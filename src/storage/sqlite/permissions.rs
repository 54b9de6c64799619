//! Permission backend over the catalog.

use rusqlite::{Connection, OptionalExtension, params};

use crate::Result;
use crate::models::{ModelId, Permission, PermissionId, UserId, UserModelPermission};
use crate::storage::traits::PermissionBackend;

use super::schema::require_model;
use super::sql::{format_timestamp, parse_timestamp, parse_uuid};
use super::{SqliteStore, acquire_lock, in_transaction, storage_error};

const GRANT_COLUMNS: &str = "id, user_id, model_id, permission, created_at";

fn grant_from_row(row: &rusqlite::Row<'_>) -> rusqlite::Result<UserModelPermission> {
    let permission_text: String = row.get(3)?;
    let permission = Permission::parse(&permission_text).ok_or_else(|| {
        rusqlite::Error::FromSqlConversionFailure(
            3,
            rusqlite::types::Type::Text,
            format!("unknown permission: {permission_text}").into(),
        )
    })?;
    Ok(UserModelPermission {
        id: PermissionId::from_uuid(parse_uuid(0, &row.get::<_, String>(0)?)?),
        user_id: UserId::from_uuid(parse_uuid(1, &row.get::<_, String>(1)?)?),
        model_id: ModelId::from_uuid(parse_uuid(2, &row.get::<_, String>(2)?)?),
        permission,
        created_at: parse_timestamp(4, &row.get::<_, String>(4)?)?,
    })
}

fn find_grant(
    conn: &Connection,
    user_id: UserId,
    model_id: ModelId,
    permission: Permission,
) -> Result<Option<UserModelPermission>> {
    conn.query_row(
        &format!(
            "SELECT {GRANT_COLUMNS} FROM user_model_permissions
             WHERE user_id = ?1 AND model_id = ?2 AND permission = ?3"
        ),
        params![
            user_id.to_string(),
            model_id.to_string(),
            permission.as_str()
        ],
        grant_from_row,
    )
    .optional()
    .map_err(|e| storage_error("find_grant", e))
}

impl PermissionBackend for SqliteStore {
    fn grant(
        &self,
        user_id: UserId,
        model_id: ModelId,
        permission: Permission,
    ) -> Result<UserModelPermission> {
        let conn = acquire_lock(self.connection());
        in_transaction(&conn, |conn| {
            require_model(conn, model_id)?;

            // Granting twice is a no-op returning the original grant.
            if let Some(existing) = find_grant(conn, user_id, model_id, permission)? {
                return Ok(existing);
            }

            let grant = UserModelPermission::new(user_id, model_id, permission);
            conn.execute(
                &format!(
                    "INSERT INTO user_model_permissions ({GRANT_COLUMNS})
                     VALUES (?1, ?2, ?3, ?4, ?5)"
                ),
                params![
                    grant.id.to_string(),
                    grant.user_id.to_string(),
                    grant.model_id.to_string(),
                    grant.permission.as_str(),
                    format_timestamp(&grant.created_at),
                ],
            )
            .map_err(|e| storage_error("insert_grant", e))?;
            Ok(grant)
        })
    }

    fn revoke(&self, user_id: UserId, model_id: ModelId, permission: Permission) -> Result<bool> {
        let conn = acquire_lock(self.connection());
        require_model(&conn, model_id)?;

        let removed = conn
            .execute(
                "DELETE FROM user_model_permissions
                 WHERE user_id = ?1 AND model_id = ?2 AND permission = ?3",
                params![
                    user_id.to_string(),
                    model_id.to_string(),
                    permission.as_str()
                ],
            )
            .map_err(|e| storage_error("delete_grant", e))?;
        Ok(removed > 0)
    }

    fn has_permission(
        &self,
        user_id: UserId,
        model_id: ModelId,
        permission: Permission,
    ) -> Result<bool> {
        let conn = acquire_lock(self.connection());
        let held = conn
            .query_row(
                "SELECT 1 FROM user_model_permissions
                 WHERE user_id = ?1 AND model_id = ?2 AND permission = ?3",
                params![
                    user_id.to_string(),
                    model_id.to_string(),
                    permission.as_str()
                ],
                |_| Ok(()),
            )
            .optional()
            .map_err(|e| storage_error("has_permission", e))?
            .is_some();
        Ok(held)
    }

    fn permissions_for(&self, user_id: UserId) -> Result<Vec<UserModelPermission>> {
        let conn = acquire_lock(self.connection());
        let mut stmt = conn
            .prepare(&format!(
                "SELECT {GRANT_COLUMNS} FROM user_model_permissions
                 WHERE user_id = ?1 ORDER BY rowid"
            ))
            .map_err(|e| storage_error("list_grants", e))?;
        let grants = stmt
            .query_map(params![user_id.to_string()], grant_from_row)
            .map_err(|e| storage_error("list_grants", e))?
            .collect::<rusqlite::Result<Vec<_>>>()
            .map_err(|e| storage_error("list_grants", e))?;
        Ok(grants)
    }
}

§ §

(Required work): Restate every line of the data above exactly as it was written.

(Output for this exercise):
filename src/storage/sqlite/permissions.rs
repository 54b9de6c64799619
//! Permission backend over the catalog.

use rusqlite::{Connection, OptionalExtension, params};

use crate::Result;
use crate::models::{ModelId, Permission, PermissionId, UserId, UserModelPermission};
use crate::storage::traits::PermissionBackend;

use super::schema::require_model;
use super::sql::{format_timestamp, parse_timestamp, parse_uuid};
use super::{SqliteStore, acquire_lock, in_transaction, storage_error};

const GRANT_COLUMNS: &str = "id, user_id, model_id, permission, created_at";

fn grant_from_row(row: &rusqlite::Row<'_>) -> rusqlite::Result<UserModelPermission> {
    let permission_text: String = row.get(3)?;
    let permission = Permission::parse(&permission_text).ok_or_else(|| {
        rusqlite::Error::FromSqlConversionFailure(
            3,
            rusqlite::types::Type::Text,
            format!("unknown permission: {permission_text}").into(),
        )
    })?;
    Ok(UserModelPermission {
        id: PermissionId::from_uuid(parse_uuid(0, &row.get::<_, String>(0)?)?),
        user_id: UserId::from_uuid(parse_uuid(1, &row.get::<_, String>(1)?)?),
        model_id: ModelId::from_uuid(parse_uuid(2, &row.get::<_, String>(2)?)?),
        permission,
        created_at: parse_timestamp(4, &row.get::<_, String>(4)?)?,
    })
}

fn find_grant(
    conn: &Connection,
    user_id: UserId,
    model_id: ModelId,
    permission: Permission,
) -> Result<Option<UserModelPermission>> {
    conn.query_row(
        &format!(
            "SELECT {GRANT_COLUMNS} FROM user_model_permissions
             WHERE user_id = ?1 AND model_id = ?2 AND permission = ?3"
        ),
        params![
            user_id.to_string(),
            model_id.to_string(),
            permission.as_str()
        ],
        grant_from_row,
    )
    .optional()
    .map_err(|e| storage_error("find_grant", e))
}

impl PermissionBackend for SqliteStore {
    fn grant(
        &self,
        user_id: UserId,
        model_id: ModelId,
        permission: Permission,
    ) -> Result<UserModelPermission> {
        let conn = acquire_lock(self.connection());
        in_transaction(&conn, |conn| {
            require_model(conn, model_id)?;

            // Granting twice is a no-op returning the original grant.
            if let Some(existing) = find_grant(conn, user_id, model_id, permission)? {
                return Ok(existing);
            }

            let grant = UserModelPermission::new(user_id, model_id, permission);
            conn.execute(
                &format!(
                    "INSERT INTO user_model_permissions ({GRANT_COLUMNS})
                     VALUES (?1, ?2, ?3, ?4, ?5)"
                ),
                params![
                    grant.id.to_string(),
                    grant.user_id.to_string(),
                    grant.model_id.to_string(),
                    grant.permission.as_str(),
                    format_timestamp(&grant.created_at),
                ],
            )
            .map_err(|e| storage_error("insert_grant", e))?;
            Ok(grant)
        })
    }

    fn revoke(&self, user_id: UserId, model_id: ModelId, permission: Permission) -> Result<bool> {
        let conn = acquire_lock(self.connection());
        require_model(&conn, model_id)?;

        let removed = conn
            .execute(
                "DELETE FROM user_model_permissions
                 WHERE user_id = ?1 AND model_id = ?2 AND permission = ?3",
                params![
                    user_id.to_string(),
                    model_id.to_string(),
                    permission.as_str()
                ],
            )
            .map_err(|e| storage_error("delete_grant", e))?;
        Ok(removed > 0)
    }

    fn has_permission(
        &self,
        user_id: UserId,
        model_id: ModelId,
        permission: Permission,
    ) -> Result<bool> {
        let conn = acquire_lock(self.connection());
        let held = conn
            .query_row(
                "SELECT 1 FROM user_model_permissions
                 WHERE user_id = ?1 AND model_id = ?2 AND permission = ?3",
                params![
                    user_id.to_string(),
                    model_id.to_string(),
                    permission.as_str()
                ],
                |_| Ok(()),
            )
            .optional()
            .map_err(|e| storage_error("has_permission", e))?
            .is_some();
        Ok(held)
    }

    fn permissions_for(&self, user_id: UserId) -> Result<Vec<UserModelPermission>> {
        let conn = acquire_lock(self.connection());
        let mut stmt = conn
            .prepare(&format!(
                "SELECT {GRANT_COLUMNS} FROM user_model_permissions
                 WHERE user_id = ?1 ORDER BY rowid"
            ))
            .map_err(|e| storage_error("list_grants", e))?;
        let grants = stmt
            .query_map(params![user_id.to_string()], grant_from_row)
            .map_err(|e| storage_error("list_grants", e))?
            .collect::<rusqlite::Result<Vec<_>>>()
            .map_err(|e| storage_error("list_grants", e))?;
        Ok(grants)
    }
}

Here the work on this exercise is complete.